(RAW DATA begins)
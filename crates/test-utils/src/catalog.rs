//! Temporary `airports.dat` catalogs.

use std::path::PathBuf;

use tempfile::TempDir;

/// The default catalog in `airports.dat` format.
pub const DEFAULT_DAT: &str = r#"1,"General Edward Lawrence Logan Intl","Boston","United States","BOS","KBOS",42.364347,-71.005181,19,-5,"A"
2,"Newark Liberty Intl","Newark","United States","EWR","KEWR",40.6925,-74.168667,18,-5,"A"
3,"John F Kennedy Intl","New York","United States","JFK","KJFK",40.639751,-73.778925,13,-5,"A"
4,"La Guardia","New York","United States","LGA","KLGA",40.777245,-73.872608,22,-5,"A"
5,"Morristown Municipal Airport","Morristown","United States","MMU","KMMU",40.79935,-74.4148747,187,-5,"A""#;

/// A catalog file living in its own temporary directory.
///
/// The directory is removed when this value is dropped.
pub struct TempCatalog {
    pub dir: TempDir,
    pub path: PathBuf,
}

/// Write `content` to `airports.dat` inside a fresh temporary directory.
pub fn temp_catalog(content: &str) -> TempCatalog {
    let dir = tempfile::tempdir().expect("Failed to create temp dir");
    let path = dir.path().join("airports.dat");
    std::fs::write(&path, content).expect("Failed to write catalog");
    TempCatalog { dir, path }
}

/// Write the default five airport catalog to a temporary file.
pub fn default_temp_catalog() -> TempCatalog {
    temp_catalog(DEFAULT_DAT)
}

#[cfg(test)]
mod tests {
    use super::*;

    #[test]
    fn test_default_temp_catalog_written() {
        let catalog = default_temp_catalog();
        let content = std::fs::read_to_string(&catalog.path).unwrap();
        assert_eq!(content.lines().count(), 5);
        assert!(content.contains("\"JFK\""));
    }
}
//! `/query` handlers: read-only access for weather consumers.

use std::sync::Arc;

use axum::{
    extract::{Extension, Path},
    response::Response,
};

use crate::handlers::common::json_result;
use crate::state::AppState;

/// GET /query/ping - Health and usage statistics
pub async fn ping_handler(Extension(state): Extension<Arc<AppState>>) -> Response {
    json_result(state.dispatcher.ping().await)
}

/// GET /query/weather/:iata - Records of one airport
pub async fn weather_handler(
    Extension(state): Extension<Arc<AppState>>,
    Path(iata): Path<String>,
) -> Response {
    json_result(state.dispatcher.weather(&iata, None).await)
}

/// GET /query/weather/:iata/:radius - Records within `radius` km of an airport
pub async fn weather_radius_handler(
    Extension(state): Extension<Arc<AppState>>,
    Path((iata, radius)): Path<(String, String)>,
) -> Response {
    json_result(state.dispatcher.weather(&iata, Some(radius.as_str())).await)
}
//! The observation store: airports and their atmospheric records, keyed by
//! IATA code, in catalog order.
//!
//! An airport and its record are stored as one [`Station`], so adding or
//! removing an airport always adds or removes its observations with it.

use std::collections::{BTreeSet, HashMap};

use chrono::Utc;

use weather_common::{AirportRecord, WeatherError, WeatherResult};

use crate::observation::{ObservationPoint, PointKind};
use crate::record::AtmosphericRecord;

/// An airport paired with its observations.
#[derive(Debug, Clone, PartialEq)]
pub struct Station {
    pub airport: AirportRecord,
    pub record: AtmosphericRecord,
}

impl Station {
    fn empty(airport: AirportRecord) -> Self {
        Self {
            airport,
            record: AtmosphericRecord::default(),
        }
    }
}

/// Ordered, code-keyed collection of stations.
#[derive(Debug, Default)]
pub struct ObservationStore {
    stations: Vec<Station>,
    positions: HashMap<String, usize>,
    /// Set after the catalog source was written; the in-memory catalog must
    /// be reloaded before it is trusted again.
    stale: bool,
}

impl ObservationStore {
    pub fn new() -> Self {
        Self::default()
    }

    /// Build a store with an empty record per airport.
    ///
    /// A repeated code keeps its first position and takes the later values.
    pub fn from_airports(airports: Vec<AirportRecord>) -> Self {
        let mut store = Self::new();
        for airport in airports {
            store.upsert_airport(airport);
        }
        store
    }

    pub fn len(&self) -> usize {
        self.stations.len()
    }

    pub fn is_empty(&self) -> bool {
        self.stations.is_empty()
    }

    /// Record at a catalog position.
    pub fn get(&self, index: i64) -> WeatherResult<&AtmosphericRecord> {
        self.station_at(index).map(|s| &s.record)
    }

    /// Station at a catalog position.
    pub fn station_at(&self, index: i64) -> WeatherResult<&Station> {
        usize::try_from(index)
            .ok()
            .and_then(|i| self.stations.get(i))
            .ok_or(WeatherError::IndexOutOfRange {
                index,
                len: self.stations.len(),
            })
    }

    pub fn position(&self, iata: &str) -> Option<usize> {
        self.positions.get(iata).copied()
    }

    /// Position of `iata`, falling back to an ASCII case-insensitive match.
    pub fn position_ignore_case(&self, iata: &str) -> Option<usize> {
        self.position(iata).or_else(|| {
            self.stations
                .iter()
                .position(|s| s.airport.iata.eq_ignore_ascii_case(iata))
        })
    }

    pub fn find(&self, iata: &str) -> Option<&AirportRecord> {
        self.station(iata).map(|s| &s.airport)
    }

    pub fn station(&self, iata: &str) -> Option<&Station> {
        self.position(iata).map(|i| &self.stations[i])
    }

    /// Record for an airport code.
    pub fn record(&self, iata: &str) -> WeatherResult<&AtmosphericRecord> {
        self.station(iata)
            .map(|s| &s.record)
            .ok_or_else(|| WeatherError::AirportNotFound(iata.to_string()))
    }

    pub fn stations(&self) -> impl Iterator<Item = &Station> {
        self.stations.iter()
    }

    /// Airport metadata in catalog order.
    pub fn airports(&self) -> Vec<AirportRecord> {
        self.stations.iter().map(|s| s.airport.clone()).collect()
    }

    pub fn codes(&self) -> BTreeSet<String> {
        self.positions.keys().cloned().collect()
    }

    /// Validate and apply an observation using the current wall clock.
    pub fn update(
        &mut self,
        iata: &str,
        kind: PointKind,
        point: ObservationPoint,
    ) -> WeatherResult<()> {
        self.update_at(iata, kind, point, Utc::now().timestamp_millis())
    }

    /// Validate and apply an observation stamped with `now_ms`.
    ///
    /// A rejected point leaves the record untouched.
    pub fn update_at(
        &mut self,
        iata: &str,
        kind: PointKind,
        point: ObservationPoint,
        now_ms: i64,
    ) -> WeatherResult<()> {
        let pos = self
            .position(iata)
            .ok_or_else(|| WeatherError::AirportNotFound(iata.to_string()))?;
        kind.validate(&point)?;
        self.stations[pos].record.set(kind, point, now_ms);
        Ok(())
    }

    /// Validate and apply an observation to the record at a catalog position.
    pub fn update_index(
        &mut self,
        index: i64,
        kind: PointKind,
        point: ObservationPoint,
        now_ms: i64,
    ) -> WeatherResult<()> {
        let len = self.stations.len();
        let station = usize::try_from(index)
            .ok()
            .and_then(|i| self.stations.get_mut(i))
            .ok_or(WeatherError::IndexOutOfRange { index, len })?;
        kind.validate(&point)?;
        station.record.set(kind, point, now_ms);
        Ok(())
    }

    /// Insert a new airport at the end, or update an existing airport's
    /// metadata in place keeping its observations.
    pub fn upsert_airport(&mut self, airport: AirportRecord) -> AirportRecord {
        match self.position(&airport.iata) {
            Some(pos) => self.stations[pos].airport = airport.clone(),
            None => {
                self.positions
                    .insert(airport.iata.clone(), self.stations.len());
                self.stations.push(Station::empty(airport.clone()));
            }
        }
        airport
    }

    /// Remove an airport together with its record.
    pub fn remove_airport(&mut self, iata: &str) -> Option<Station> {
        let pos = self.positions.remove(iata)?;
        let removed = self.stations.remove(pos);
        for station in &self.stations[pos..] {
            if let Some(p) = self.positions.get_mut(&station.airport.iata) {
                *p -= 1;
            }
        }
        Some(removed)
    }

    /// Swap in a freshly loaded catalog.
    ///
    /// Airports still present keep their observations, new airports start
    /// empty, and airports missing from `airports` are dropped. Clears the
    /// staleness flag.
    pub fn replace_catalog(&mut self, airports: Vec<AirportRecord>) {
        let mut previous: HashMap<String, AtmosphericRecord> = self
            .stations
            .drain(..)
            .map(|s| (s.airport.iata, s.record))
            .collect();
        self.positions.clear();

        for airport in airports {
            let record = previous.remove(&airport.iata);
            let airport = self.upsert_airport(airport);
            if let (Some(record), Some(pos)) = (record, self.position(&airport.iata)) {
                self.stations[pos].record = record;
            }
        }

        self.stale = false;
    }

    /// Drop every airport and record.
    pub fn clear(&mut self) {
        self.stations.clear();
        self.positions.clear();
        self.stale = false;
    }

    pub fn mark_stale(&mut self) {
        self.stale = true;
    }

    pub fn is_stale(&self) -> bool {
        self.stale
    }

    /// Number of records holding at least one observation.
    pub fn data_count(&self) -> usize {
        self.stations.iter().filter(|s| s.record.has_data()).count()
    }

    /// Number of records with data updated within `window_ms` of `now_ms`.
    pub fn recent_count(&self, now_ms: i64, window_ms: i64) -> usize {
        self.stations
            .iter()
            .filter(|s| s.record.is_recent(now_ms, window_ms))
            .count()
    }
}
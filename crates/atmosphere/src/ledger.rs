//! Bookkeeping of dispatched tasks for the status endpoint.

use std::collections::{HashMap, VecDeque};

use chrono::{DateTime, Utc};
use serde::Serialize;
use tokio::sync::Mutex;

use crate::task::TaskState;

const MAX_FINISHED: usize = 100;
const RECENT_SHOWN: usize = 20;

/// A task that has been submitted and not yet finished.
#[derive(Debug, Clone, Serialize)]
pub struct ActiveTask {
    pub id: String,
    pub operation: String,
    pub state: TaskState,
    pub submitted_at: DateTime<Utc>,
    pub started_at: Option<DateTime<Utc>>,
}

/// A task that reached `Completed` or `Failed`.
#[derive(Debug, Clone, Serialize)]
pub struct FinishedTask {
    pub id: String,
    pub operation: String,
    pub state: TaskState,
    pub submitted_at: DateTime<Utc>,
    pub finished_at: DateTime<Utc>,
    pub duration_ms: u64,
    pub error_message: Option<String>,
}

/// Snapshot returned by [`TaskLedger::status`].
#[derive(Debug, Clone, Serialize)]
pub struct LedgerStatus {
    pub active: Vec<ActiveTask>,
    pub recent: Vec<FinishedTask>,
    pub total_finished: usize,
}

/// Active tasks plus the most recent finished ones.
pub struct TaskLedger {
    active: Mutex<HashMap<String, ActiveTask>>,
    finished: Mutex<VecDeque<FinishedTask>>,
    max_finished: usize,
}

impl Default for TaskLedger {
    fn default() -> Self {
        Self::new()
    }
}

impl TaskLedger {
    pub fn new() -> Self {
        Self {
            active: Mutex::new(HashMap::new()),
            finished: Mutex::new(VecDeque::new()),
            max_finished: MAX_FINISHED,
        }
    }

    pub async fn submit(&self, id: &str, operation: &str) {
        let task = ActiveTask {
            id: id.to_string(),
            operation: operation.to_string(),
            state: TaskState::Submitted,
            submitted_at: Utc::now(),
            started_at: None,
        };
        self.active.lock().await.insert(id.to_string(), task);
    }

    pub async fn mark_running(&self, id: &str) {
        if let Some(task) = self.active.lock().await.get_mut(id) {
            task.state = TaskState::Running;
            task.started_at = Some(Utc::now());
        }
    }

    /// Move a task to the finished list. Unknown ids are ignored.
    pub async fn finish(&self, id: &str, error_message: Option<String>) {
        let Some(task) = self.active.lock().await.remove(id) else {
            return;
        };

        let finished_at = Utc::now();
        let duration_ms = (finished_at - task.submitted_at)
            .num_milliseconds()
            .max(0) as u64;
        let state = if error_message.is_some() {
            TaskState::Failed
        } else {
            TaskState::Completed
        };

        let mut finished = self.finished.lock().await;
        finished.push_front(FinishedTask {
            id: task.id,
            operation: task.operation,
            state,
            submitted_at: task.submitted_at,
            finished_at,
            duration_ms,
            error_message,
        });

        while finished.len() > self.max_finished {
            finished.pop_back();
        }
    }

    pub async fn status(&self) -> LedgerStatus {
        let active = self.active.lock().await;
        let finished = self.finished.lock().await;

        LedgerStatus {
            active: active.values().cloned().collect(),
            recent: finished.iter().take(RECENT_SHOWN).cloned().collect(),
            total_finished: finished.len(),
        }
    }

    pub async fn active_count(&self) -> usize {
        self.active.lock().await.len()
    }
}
(RAW DATA ends)
Write down, word for word, the lines above from the one containing "task.started_at = Some(Utc::now());" through the one containing "let finished_at = Utc::now();", both ends included.

ANSWER AREA:
            task.started_at = Some(Utc::now());
        }
    }

    /// Move a task to the finished list. Unknown ids are ignored.
    pub async fn finish(&self, id: &str, error_message: Option<String>) {
        let Some(task) = self.active.lock().await.remove(id) else {
            return;
        };

        let finished_at = Utc::now();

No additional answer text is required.